▶ [INPUT RECORDS]
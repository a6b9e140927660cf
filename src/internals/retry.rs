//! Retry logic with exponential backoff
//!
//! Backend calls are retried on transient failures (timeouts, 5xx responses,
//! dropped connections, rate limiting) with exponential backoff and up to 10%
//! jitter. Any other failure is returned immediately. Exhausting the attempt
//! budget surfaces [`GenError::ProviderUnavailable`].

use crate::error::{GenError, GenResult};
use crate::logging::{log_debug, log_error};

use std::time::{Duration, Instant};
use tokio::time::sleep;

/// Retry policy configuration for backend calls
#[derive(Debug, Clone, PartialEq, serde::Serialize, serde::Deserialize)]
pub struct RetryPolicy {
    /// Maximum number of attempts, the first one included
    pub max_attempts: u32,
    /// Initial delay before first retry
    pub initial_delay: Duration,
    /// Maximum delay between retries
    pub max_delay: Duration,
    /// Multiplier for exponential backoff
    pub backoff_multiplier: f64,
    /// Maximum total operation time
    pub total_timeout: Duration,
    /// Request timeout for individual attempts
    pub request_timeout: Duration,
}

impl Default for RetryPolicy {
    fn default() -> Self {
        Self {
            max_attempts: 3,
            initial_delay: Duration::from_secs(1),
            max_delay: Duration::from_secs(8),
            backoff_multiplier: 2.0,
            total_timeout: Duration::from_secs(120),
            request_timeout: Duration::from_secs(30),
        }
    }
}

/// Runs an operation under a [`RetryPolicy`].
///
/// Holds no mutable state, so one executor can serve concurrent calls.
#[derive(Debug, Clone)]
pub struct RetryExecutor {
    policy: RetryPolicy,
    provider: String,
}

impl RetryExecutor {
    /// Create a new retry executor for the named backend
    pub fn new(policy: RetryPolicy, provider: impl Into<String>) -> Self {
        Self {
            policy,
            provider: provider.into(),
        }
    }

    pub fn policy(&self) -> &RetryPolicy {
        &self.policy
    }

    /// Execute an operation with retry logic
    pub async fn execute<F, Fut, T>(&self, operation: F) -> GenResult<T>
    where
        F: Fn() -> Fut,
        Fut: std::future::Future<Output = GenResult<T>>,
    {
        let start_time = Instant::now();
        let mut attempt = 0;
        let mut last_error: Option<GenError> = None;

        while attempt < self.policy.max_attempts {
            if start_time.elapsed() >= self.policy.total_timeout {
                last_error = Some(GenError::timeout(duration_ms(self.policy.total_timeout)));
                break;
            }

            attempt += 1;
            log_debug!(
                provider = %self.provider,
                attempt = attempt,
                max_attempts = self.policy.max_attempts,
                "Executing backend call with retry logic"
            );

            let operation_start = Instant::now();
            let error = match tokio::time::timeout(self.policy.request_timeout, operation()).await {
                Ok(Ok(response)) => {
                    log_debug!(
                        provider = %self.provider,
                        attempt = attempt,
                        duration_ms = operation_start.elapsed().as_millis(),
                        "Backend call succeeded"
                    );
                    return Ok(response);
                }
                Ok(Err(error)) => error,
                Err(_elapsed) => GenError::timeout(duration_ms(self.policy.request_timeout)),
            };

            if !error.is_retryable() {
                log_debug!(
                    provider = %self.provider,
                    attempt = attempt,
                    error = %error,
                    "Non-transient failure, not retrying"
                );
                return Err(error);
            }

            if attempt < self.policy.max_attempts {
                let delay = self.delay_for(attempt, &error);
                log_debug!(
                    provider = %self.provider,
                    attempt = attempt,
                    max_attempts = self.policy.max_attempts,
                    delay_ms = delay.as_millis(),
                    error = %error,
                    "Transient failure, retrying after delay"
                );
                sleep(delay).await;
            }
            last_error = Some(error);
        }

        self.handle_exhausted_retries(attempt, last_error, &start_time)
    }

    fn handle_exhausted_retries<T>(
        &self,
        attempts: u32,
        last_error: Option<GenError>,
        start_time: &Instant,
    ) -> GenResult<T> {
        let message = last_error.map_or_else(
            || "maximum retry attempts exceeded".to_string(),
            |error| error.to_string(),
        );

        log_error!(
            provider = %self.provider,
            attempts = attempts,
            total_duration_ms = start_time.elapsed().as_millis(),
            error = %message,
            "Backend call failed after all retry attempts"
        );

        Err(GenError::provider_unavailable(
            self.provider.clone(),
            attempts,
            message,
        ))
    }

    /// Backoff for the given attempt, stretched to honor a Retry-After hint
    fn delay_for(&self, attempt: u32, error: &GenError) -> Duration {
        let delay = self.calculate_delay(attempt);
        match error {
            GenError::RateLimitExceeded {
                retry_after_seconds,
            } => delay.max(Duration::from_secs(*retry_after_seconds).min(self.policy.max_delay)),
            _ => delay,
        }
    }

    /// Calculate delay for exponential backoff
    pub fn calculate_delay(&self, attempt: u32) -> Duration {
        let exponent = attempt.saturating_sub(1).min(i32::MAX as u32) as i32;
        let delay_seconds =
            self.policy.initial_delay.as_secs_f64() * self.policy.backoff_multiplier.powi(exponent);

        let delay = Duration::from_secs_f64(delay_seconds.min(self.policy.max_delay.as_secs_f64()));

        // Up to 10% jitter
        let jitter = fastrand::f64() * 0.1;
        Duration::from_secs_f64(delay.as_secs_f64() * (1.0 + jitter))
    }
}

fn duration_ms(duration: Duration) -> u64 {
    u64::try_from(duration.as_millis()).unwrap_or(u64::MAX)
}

▶ [EXERCISE DETAILS] Go through the entries above and copy each line holding the string "logic".

▶ [SOLUTION FOR THIS PROBLEM]
//! Retry logic with exponential backoff
    /// Execute an operation with retry logic
                "Executing backend call with retry logic"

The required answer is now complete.